Ein andere Ort, an dem sonic hedgehog exprimiert wird, ist die sogenannte Gliedmaßenknospe (auf englisch: limb bud). Das ist der Stummel der sich an der Seite des Rumpfes ausbildet, wenn ein Arm oder ein Bein entsteht. Und sonic hedgehog wird in dieser Knospe an einer Seite exprimiert und freigesetzt (diesen Bereich nennt man zone of polarizing activity, kurz ZPA). Auf der anderen Seite kommt kaum noch etwas von dem diffundierenden sonic hedgehog an, wodurch der dort entstehende Finger „weiß“, dass er ein Daumen werden soll (siehe Bild, erstellt von Fred the Oyster, unter GFDL; shh steht für sonic hedgehog).

Aber wie bewerkstelligt es der Organismus eigentlich, dass dasselbe Gen zum gleichen oder zu verschiedenen Zeitpunkten an verschiedenen Stellen exprimiert wird, im Fall von sonic hedgehog zum Beispiel an der Wirbelsäule und an den entstehenden Gliedmaßen (oder im Gehirn, was hier gar nicht erwähnt wurde)? Nun, die Regulierung der Expression eines Gens erfolgt durch das Zusammenspiel von Transkriptionsfaktoren und enhancer Elementen (bzw. regulatorischen Sequenzen im Genom). In verschiedenen Gewebetypen findet sich ein unterschiedlicher Cocktail aus Transkriptionsfaktoren und bestimmte Kombinationen können über ihre gemeinsame Bindung an ein spezifisches enhancer Element die Transkription des Gens einschalten. Das enhancer Element, welches in der Gliedmaße dafür verantwortlich ist, dass sonic hedgehog abgelesen wird, hat man schon einigermaßen gut charakterisiert und ZPR genannt (von zone of polarizing activity regulating sequence). Was die Sequenz dieser ZPR angeht, hat man bemerkt, dass diese in allen Wirbeltieren ziemlich ähnlich ist, mit Ausnahme der Schlangen. In der Schlangenversion haben sich einige Mutationen eingeschlichen. Nun haben die Autoren der vor einigen Tagen erschienenen Forschungsarbeit mittels CRISPR genau diese schlangenspezifischen Mutationen in den Mausenhancer eingebaut. Daraufhin wurden Mäuse geboren, die nur noch äußerst rudimentäre Gliedmaßenansätze hatten.

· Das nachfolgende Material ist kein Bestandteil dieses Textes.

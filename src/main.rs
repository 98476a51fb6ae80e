mod app;

#[tokio::main]
async fn main() -> std::io::Result<()> {
    app::run().await
}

Diese Arbeit trägt dazu bei, dass wir unsere Vorstellung von Evolution weiter verändern. In diesem Fall hat die Abänderung einer regulatorischen Sequenz enorm große Auswirkungen auf den Körperbau, ohne dass die Sequenz irgendeines Gens an sich verändert wurde. Enhancer und andere regulatorische Elemente sind tendeziell diverser als Sequenzen, die letztlich abgelesen werden um als Vorlage für ein Protein zu dienen. Nicht nur deswegen, sondern auch wegen den oft so enormen Auswirkungen dieser Veränderungen, wurde schon lange spekuliert, dass Mutationen in enhancern stärker zur Evolution beitragen könnten als Mutationen in protein-codierenden Bereichen (zb hier gut zusammengefasst). Generell ist davon auszugehen, dass uns die Entwicklungsbiologie (Embryologie) noch einiges beibringen wird, wenn es darum geht Evolution zu verstehen. Dies ist das weite und oft so gepriesene Feld der „Evo-Devo„.